# TASK REQUIREMENTS
Only a number is expected here: the count of lines in this data where "CallbackJoin" occurs.

───── SUPPLIED RECORDS

//! Assertion macros shared by integration tests.

/// Await a receive future and panic with contextual diagnostics on failure.
#[macro_export]
macro_rules! recv_expect {
    ($fut:expr) => {{
        $fut.await
            .expect(concat!("recv failed at ", file!(), ":", line!()))
            .expect(concat!("stream closed early at ", file!(), ":", line!()))
    }};
    ($fut:expr, $msg:expr) => {{
        let m = ::std::format!("{msg} at {}:{}", file!(), line!(), msg = $msg);
        $fut.await.expect(&m).expect(&m)
    }};
}

/// Await a send future and panic with contextual diagnostics on failure.
#[macro_export]
macro_rules! send_expect {
    ($fut:expr) => {{
        $fut.await
            .expect(concat!("send failed at ", file!(), ":", line!()))
    }};
    ($fut:expr, $msg:expr) => {{
        let m = ::std::format!("{msg} at {}:{}", file!(), line!(), msg = $msg);
        $fut.await.expect(&m)
    }};
}

pub use crate::{recv_expect, send_expect};
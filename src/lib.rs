#![doc(html_root_url = "https://docs.rs/relaycore/latest")]
//! Transport and dispatch core for a message router.
//!
//! `relaycore` turns byte streams into length-prefixed chunks and turns
//! decoded requests into ordered, asynchronously processed work:
//!
//! - [`queue::SingleConsumerQueue`]: multi-producer queue drained by at most
//!   one processor at a time.
//! - [`pipeline::DrainingPipelineQueue`]: a queue bound to an executor lane
//!   and a visitor, drained cooperatively on a shared [`pipeline::LanePool`].
//! - [`join::CallbackJoin`]: fan-in barrier firing one continuation after N
//!   completions.
//! - [`frame::FrameReader`] and [`frame::FrameWriter`]: the chunk codec.
//!
//! The [`router`] module wires these together into a small echo router.

pub mod byte_order;
pub mod error;
pub mod frame;
pub mod id;
pub mod join;
pub mod message;
pub mod metrics;
pub mod panic;
pub mod pipeline;
pub mod queue;
#[cfg(not(loom))]
pub mod router;
pub mod transport;

pub use error::{RelayError, Result};
pub use frame::{ChunkListener, FrameConfig, FrameReader, FrameWriter, FramingError};
pub use join::{CallbackJoin, JoinError, JoinOutcome};
pub use metrics::{Direction, DropReason};
pub use pipeline::{DrainingPipelineQueue, Executor, LanePool, LaneToken, Visitable};
pub use queue::{QueueConfig, QueueHooks, SingleConsumerQueue};
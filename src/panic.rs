//! Reporting for panics caught at task boundaries.
//!
//! Lane tasks and connection tasks are both run under `catch_unwind`; a
//! panic there is logged and counted here, and the surrounding pool or
//! accept loop keeps running.

use std::{any::Any, fmt};

use tracing::error;

use crate::metrics;

/// Placeholder logged for payloads that carry no message.
pub const OPAQUE_PAYLOAD: &str = "<non-string panic payload>";

/// Boundary at which a panic was caught.
#[derive(Clone, Copy, Debug, PartialEq, Eq)]
pub enum PanicSite {
    /// A task dispatched to a [`LanePool`](crate::pipeline::LanePool) lane.
    Lane,
    /// A router connection task.
    Connection,
}

impl PanicSite {
    /// Label value used for this site.
    #[must_use]
    pub fn as_str(self) -> &'static str {
        match self {
            PanicSite::Lane => "lane",
            PanicSite::Connection => "connection",
        }
    }
}

/// Message carried by a panic payload.
///
/// `panic!` produces `&'static str` or `String` payloads; anything else
/// yields [`OPAQUE_PAYLOAD`].
///
/// ```
/// use relaycore::panic::{OPAQUE_PAYLOAD, panic_message};
///
/// let caught = std::panic::catch_unwind(|| panic!("lane {} failed", 3)).expect_err("panics");
/// assert_eq!(panic_message(&*caught), "lane 3 failed");
/// assert_eq!(panic_message(&5_u32), OPAQUE_PAYLOAD);
/// ```
#[must_use]
pub fn panic_message(payload: &(dyn Any + Send)) -> &str {
    payload
        .downcast_ref::<String>()
        .map(String::as_str)
        .or_else(|| payload.downcast_ref::<&'static str>().copied())
        .unwrap_or(OPAQUE_PAYLOAD)
}

/// Log and count a panic caught at `site` while running `subject`, the lane
/// or connection the task belonged to.
pub fn report_panic(site: PanicSite, subject: &dyn fmt::Display, payload: &(dyn Any + Send)) {
    metrics::inc_task_panics(site);
    error!(
        site = site.as_str(),
        %subject,
        panic = panic_message(payload),
        "task panicked"
    );
}
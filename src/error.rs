//! Canonical error and result types for the transport and router layers.

use bincode::error::{DecodeError, EncodeError};
use thiserror::Error;

use crate::{frame::FramingError, transport::EofError};

/// Top-level error type exposed by `relaycore`.
///
/// Queue and join operations report their own narrow errors; this type
/// covers everything that can end a connection.
#[derive(Debug, Error)]
pub enum RelayError {
    /// An error in the underlying transport (for example, a socket reset).
    #[error("transport error: {0}")]
    Io(#[from] std::io::Error),
    /// The peer violated the length-prefixed framing.
    #[error("framing error: {0}")]
    Framing(#[from] FramingError),
    /// The peer closed the stream part way through a chunk.
    #[error("premature end of stream: {0}")]
    Eof(#[from] EofError),
    /// A chunk body did not decode as a request.
    #[error("decode error: {0}")]
    Decode(#[from] DecodeError),
    /// A reply could not be encoded.
    #[error("encode error: {0}")]
    Encode(#[from] EncodeError),
}

impl RelayError {
    /// Returns true if this error indicates the peer misbehaved, as opposed
    /// to a local or transport failure.
    #[must_use]
    pub fn is_protocol_violation(&self) -> bool {
        matches!(self, Self::Framing(_) | Self::Eof(_) | Self::Decode(_))
    }
}

/// Canonical result alias used by `relaycore` public APIs.
pub type Result<T> = std::result::Result<T, RelayError>;
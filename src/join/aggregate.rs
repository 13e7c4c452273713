//! Folding of member completions into a join's outcome.

/// Combined result delivered to a join's continuation.
#[derive(Clone, Debug, PartialEq, Eq)]
pub struct JoinOutcome<R, E> {
    /// Whether every member succeeded, as judged by the aggregator.
    pub success: bool,
    /// Result retained by the aggregator, if any.
    pub result: Option<R>,
    /// Error retained by the aggregator, if any.
    pub error: Option<E>,
}

impl<R, E> Default for JoinOutcome<R, E> {
    fn default() -> Self {
        Self {
            success: true,
            result: None,
            error: None,
        }
    }
}

impl<R, E> JoinOutcome<R, E> {
    /// Collapse the outcome into a `Result`, preferring the retained error.
    ///
    /// # Errors
    ///
    /// Returns the retained error when one was recorded.
    pub fn into_result(self) -> Result<Option<R>, E> {
        match self.error {
            Some(error) => Err(error),
            None => Ok(self.result),
        }
    }
}

/// Strategy for folding one completion into the running aggregate.
///
/// Called under the join's aggregate lock, once per completion, in the order
/// completions acquire that lock. `is_last` is true for exactly one call.
pub trait JoinAggregator<R, E>: Send + Sync + 'static {
    /// Fold `completion` into `aggregate`.
    fn callback_done(&self, aggregate: &mut JoinOutcome<R, E>, completion: Result<R, E>, is_last: bool);
}

/// Default aggregation: success is the conjunction of all completions, and
/// the first result and first error seen are retained.
#[derive(Clone, Copy, Debug, Default)]
pub struct FirstErrorAggregator;

impl<R, E> JoinAggregator<R, E> for FirstErrorAggregator {
    fn callback_done(&self, aggregate: &mut JoinOutcome<R, E>, completion: Result<R, E>, _is_last: bool) {
        match completion {
            Ok(result) => {
                aggregate.result.get_or_insert(result);
            }
            Err(error) => {
                aggregate.success = false;
                aggregate.error.get_or_insert(error);
            }
        }
    }
}
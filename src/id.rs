//! Identifier allocation for router connections.

use std::{
    fmt,
    sync::atomic::{AtomicU64, Ordering},
};

/// Identifier assigned to an accepted connection.
#[derive(Clone, Copy, Debug, PartialEq, Eq, Hash, PartialOrd, Ord)]
pub struct ConnectionId(u64);

impl From<u64> for ConnectionId {
    fn from(value: u64) -> Self { Self(value) }
}

impl ConnectionId {
    /// Create a new [`ConnectionId`] with the provided value.
    #[must_use]
    pub fn new(id: u64) -> Self { Self(id) }

    /// Return the inner `u64` representation.
    #[must_use]
    pub fn as_u64(&self) -> u64 { self.0 }
}

impl fmt::Display for ConnectionId {
    fn fmt(&self, f: &mut fmt::Formatter<'_>) -> fmt::Result { write!(f, "conn-{}", self.0) }
}

/// Monotonic source of [`ConnectionId`]s.
///
/// One generator is created per server and shared by `Arc`; identifiers are
/// unique for the generator's lifetime and start at one.
///
/// ```
/// use relaycore::id::IdGenerator;
///
/// let ids = IdGenerator::new();
/// assert_eq!(ids.next_id().as_u64(), 1);
/// assert_eq!(ids.next_id().as_u64(), 2);
/// ```
#[derive(Debug)]
pub struct IdGenerator {
    next: AtomicU64,
}

impl Default for IdGenerator {
    fn default() -> Self { Self::new() }
}

impl IdGenerator {
    /// Create a generator whose first identifier is one.
    #[must_use]
    pub const fn new() -> Self { Self::starting_at(1) }

    /// Create a generator whose first identifier is `first`.
    #[must_use]
    pub const fn starting_at(first: u64) -> Self {
        Self {
            next: AtomicU64::new(first),
        }
    }

    /// Allocate the next identifier.
    pub fn next_id(&self) -> ConnectionId {
        ConnectionId(self.next.fetch_add(1, Ordering::Relaxed))
    }
}

#[cfg(test)]
mod tests {
    use std::{collections::HashSet, sync::Arc, thread};

    use super::*;

    #[test]
    fn identifiers_are_unique_across_threads() {
        let ids = Arc::new(IdGenerator::new());
        let handles: Vec<_> = (0..4)
            .map(|_| {
                let ids = Arc::clone(&ids);
                thread::spawn(move || (0..250).map(|_| ids.next_id()).collect::<Vec<_>>())
            })
            .collect();
        let mut seen = HashSet::new();
        for handle in handles {
            for id in handle.join().expect("worker thread") {
                assert!(seen.insert(id), "duplicate id {id}");
            }
        }
        assert_eq!(seen.len(), 1000);
    }

    #[test]
    fn display_uses_connection_prefix() {
        assert_eq!(IdGenerator::starting_at(7).next_id().to_string(), "conn-7");
    }
}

──────────

# EXERCISE RESULT
2